Your goal
Locate every line below that contains the word "within" and copy it.

Saved entries
[Start of Attachment]

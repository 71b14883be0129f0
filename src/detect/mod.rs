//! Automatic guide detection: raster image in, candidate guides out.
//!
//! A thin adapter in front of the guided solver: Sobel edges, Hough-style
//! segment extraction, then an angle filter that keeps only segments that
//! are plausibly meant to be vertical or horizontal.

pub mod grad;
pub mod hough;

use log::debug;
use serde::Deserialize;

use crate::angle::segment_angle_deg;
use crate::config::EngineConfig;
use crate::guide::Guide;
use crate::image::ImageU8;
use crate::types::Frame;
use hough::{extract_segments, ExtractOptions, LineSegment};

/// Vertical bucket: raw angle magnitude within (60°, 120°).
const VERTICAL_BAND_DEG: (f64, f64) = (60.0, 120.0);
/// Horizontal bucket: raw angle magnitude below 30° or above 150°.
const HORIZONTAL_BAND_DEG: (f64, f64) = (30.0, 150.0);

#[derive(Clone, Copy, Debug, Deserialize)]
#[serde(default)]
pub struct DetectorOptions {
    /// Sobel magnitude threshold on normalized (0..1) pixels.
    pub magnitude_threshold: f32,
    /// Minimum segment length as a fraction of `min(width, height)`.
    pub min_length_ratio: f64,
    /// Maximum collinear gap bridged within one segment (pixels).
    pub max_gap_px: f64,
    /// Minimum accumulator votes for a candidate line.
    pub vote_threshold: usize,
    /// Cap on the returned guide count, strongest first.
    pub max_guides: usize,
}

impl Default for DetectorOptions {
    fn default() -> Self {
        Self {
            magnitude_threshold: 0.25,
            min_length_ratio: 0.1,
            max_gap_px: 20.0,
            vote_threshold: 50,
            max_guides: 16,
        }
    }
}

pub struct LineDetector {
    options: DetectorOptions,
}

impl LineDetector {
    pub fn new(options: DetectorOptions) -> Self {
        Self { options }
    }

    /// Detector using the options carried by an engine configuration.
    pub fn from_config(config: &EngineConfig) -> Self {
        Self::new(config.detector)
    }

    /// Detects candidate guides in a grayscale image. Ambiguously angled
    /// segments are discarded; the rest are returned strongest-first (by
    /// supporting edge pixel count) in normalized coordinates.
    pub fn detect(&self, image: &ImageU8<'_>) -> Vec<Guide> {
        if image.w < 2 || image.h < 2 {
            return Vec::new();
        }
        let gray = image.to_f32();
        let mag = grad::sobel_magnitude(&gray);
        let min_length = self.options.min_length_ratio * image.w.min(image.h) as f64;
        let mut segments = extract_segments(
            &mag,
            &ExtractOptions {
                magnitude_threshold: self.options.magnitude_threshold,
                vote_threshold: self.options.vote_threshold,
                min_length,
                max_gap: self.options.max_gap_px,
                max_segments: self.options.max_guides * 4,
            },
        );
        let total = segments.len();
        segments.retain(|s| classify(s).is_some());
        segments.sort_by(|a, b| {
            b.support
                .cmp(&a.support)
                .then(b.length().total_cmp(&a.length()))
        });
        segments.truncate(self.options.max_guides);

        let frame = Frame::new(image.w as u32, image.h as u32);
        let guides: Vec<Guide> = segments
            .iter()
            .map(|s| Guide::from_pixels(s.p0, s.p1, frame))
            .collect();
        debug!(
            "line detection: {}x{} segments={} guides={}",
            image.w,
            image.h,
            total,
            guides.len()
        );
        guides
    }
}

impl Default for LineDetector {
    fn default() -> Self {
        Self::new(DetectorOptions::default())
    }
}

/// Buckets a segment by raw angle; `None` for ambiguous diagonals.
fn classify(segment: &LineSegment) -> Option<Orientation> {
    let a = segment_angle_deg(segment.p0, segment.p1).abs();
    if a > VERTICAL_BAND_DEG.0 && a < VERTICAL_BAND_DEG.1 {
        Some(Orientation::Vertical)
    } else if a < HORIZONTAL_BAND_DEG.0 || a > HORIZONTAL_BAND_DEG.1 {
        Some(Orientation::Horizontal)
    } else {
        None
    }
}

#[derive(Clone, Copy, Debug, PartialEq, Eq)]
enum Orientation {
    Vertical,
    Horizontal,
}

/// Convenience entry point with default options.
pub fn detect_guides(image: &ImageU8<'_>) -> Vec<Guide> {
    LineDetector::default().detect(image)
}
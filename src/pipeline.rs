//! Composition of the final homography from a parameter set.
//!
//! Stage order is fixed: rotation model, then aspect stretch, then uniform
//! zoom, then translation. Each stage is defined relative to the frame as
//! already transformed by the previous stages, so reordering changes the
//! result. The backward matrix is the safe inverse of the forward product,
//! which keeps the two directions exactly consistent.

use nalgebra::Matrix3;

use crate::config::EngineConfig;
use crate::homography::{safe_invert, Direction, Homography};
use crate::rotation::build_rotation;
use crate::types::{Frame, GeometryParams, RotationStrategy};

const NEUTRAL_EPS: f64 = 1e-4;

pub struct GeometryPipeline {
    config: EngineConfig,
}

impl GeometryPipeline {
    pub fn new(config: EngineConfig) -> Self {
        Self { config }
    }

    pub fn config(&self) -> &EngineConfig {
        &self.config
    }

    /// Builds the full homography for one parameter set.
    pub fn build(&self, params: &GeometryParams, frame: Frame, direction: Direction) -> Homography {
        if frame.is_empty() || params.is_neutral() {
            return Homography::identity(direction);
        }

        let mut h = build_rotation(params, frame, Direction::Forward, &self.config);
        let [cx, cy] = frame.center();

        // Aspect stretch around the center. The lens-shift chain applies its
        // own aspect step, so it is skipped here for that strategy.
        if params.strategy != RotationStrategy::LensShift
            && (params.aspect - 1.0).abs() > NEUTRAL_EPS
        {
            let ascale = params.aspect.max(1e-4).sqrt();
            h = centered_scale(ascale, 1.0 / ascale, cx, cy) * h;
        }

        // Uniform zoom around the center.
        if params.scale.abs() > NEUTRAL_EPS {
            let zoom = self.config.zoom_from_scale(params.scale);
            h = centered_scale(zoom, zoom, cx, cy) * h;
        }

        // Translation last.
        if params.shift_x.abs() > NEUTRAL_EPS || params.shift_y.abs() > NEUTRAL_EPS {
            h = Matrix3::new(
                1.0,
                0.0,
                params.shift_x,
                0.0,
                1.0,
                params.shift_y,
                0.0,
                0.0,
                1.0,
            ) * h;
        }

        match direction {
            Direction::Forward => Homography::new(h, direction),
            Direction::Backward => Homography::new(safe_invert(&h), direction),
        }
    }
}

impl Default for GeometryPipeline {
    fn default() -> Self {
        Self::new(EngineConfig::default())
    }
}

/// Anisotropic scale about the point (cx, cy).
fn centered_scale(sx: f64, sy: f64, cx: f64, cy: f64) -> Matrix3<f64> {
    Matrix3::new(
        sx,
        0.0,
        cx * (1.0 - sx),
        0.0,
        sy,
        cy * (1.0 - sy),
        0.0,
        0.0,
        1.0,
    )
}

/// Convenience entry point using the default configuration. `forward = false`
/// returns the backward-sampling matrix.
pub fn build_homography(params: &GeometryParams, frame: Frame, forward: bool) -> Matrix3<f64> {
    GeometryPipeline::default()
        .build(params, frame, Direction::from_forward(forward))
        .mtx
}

[End of Attachment]
[Start of Attachment]

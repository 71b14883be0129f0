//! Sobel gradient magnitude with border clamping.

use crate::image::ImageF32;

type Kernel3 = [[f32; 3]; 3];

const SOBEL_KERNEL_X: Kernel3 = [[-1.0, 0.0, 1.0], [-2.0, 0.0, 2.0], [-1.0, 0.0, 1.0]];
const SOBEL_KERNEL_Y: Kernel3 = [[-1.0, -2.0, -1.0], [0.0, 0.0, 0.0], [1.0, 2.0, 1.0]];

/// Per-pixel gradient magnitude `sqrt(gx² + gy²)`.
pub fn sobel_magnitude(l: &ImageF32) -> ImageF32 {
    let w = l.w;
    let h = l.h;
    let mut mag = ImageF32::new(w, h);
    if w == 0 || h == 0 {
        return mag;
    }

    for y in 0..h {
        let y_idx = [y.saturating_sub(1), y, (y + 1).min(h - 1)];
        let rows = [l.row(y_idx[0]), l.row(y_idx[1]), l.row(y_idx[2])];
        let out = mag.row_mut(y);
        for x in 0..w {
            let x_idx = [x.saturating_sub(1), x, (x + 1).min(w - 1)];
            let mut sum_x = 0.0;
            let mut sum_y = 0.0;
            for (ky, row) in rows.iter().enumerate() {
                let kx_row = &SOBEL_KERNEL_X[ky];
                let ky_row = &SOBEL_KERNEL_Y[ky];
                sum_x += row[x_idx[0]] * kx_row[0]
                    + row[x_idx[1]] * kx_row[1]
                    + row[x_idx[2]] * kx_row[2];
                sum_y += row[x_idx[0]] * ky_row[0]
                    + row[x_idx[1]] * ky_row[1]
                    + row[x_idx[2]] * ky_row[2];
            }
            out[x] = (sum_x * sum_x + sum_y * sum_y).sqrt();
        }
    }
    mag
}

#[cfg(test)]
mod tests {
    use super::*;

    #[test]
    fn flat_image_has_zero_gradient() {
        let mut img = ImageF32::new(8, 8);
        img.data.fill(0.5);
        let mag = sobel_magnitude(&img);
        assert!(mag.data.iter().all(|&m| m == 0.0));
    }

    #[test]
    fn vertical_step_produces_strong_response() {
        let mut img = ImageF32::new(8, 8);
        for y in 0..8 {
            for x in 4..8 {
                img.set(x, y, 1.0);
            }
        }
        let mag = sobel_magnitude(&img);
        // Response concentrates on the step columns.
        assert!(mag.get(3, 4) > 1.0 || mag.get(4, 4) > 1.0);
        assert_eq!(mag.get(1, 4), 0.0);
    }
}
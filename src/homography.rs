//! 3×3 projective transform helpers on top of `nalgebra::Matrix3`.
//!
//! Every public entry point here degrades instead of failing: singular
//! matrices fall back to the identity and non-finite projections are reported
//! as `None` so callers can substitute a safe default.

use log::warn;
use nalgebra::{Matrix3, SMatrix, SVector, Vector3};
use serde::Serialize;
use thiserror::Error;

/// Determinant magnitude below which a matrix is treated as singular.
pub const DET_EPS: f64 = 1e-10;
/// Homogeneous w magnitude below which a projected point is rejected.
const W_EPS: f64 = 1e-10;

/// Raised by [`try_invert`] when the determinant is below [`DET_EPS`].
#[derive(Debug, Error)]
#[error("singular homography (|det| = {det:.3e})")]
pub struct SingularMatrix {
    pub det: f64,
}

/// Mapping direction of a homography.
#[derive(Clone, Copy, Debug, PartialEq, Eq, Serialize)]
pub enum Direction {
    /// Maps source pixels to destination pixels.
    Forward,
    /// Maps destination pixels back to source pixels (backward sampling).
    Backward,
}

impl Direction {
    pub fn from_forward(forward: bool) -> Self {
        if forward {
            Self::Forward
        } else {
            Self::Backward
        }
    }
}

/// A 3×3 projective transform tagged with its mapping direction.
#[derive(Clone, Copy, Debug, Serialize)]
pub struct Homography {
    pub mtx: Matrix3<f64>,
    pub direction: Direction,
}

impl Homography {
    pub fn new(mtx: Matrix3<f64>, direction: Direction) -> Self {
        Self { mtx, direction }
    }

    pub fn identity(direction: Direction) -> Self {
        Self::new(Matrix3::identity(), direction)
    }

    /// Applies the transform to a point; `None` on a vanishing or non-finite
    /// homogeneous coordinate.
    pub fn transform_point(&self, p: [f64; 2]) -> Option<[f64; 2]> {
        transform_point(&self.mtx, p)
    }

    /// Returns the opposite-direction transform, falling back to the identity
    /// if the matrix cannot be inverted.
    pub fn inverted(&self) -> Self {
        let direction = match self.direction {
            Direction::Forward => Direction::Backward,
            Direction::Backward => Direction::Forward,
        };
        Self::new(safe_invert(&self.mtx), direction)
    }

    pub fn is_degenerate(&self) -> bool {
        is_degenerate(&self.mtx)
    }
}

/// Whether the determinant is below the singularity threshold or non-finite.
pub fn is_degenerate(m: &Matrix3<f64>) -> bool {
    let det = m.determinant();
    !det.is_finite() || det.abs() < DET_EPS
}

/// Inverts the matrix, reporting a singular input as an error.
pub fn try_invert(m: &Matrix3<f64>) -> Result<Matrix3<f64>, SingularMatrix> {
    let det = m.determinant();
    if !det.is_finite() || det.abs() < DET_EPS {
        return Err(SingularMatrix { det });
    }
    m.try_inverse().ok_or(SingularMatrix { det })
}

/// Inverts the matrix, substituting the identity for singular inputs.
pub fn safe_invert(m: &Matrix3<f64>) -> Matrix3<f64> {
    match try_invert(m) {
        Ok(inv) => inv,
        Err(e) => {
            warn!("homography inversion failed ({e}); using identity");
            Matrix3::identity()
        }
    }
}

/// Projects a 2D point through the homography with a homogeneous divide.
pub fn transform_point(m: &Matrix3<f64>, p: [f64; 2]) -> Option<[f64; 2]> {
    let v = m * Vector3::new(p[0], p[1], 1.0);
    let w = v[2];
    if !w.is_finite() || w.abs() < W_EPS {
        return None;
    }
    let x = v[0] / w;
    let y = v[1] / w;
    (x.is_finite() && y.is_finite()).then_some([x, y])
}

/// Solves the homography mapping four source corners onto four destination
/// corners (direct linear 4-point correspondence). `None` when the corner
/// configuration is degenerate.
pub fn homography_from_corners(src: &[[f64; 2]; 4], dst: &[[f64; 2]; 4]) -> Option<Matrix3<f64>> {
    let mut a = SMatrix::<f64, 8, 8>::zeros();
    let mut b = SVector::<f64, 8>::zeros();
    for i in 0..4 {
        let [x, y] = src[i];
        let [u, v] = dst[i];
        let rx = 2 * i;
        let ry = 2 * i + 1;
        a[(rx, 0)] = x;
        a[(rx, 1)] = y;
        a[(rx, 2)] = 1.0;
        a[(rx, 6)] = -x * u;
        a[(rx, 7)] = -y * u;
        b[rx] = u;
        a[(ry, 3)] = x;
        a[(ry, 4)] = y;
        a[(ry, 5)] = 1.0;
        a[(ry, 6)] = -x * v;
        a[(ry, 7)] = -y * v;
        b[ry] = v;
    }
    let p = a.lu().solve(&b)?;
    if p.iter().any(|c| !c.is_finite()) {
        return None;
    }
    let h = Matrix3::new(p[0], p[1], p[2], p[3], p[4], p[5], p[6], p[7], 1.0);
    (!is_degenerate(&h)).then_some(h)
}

[End of Attachment]
[Start of Attachment]

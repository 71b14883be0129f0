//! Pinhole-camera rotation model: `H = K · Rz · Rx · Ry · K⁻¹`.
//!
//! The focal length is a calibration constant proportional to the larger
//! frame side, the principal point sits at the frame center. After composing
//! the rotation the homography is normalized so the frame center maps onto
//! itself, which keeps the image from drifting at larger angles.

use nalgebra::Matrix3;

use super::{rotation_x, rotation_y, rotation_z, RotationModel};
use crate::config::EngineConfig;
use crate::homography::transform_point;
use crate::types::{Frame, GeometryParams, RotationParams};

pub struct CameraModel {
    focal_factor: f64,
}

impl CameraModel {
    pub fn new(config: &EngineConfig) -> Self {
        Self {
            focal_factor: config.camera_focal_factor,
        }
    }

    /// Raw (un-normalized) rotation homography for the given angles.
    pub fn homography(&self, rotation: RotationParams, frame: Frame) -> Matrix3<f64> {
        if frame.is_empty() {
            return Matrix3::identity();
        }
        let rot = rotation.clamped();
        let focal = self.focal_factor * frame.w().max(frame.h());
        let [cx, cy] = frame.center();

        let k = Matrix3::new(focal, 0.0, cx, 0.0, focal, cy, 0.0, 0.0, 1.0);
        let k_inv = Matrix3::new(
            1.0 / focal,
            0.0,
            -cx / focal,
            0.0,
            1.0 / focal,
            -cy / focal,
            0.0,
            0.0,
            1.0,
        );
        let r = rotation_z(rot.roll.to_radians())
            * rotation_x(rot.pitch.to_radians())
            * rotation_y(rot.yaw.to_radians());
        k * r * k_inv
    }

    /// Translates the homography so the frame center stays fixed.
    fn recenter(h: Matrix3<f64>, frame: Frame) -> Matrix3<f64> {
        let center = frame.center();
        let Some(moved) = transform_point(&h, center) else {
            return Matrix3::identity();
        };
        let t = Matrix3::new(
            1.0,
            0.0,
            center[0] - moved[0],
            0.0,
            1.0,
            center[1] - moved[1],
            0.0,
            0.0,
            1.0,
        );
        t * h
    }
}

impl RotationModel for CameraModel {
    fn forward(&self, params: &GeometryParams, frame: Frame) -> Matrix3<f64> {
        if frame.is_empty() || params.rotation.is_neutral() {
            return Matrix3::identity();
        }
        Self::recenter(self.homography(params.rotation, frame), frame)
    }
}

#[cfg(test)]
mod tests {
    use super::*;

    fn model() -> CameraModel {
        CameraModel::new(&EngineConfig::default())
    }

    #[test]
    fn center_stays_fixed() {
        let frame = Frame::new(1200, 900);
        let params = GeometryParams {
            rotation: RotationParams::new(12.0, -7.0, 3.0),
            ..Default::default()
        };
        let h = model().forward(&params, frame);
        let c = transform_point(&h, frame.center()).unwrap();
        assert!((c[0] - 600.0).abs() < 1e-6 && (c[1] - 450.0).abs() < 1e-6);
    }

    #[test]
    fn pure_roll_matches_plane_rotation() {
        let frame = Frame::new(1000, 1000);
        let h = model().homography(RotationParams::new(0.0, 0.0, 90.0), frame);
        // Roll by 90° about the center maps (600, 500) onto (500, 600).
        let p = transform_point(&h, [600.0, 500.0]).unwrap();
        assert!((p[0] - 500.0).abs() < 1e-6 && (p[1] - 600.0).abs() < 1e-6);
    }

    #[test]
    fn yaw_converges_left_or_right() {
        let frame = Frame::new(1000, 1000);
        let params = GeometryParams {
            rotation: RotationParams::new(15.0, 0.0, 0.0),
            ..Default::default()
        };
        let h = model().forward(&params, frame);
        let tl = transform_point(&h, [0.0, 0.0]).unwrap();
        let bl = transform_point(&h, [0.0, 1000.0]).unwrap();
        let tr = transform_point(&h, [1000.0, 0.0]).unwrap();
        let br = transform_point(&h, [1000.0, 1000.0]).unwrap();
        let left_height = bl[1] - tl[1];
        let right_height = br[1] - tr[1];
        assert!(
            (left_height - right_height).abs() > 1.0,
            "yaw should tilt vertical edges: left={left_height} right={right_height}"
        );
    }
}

[End of Attachment]

Written answer
/// Vertical bucket: raw angle magnitude within (60°, 120°).
    /// Maximum collinear gap bridged within one segment (pixels).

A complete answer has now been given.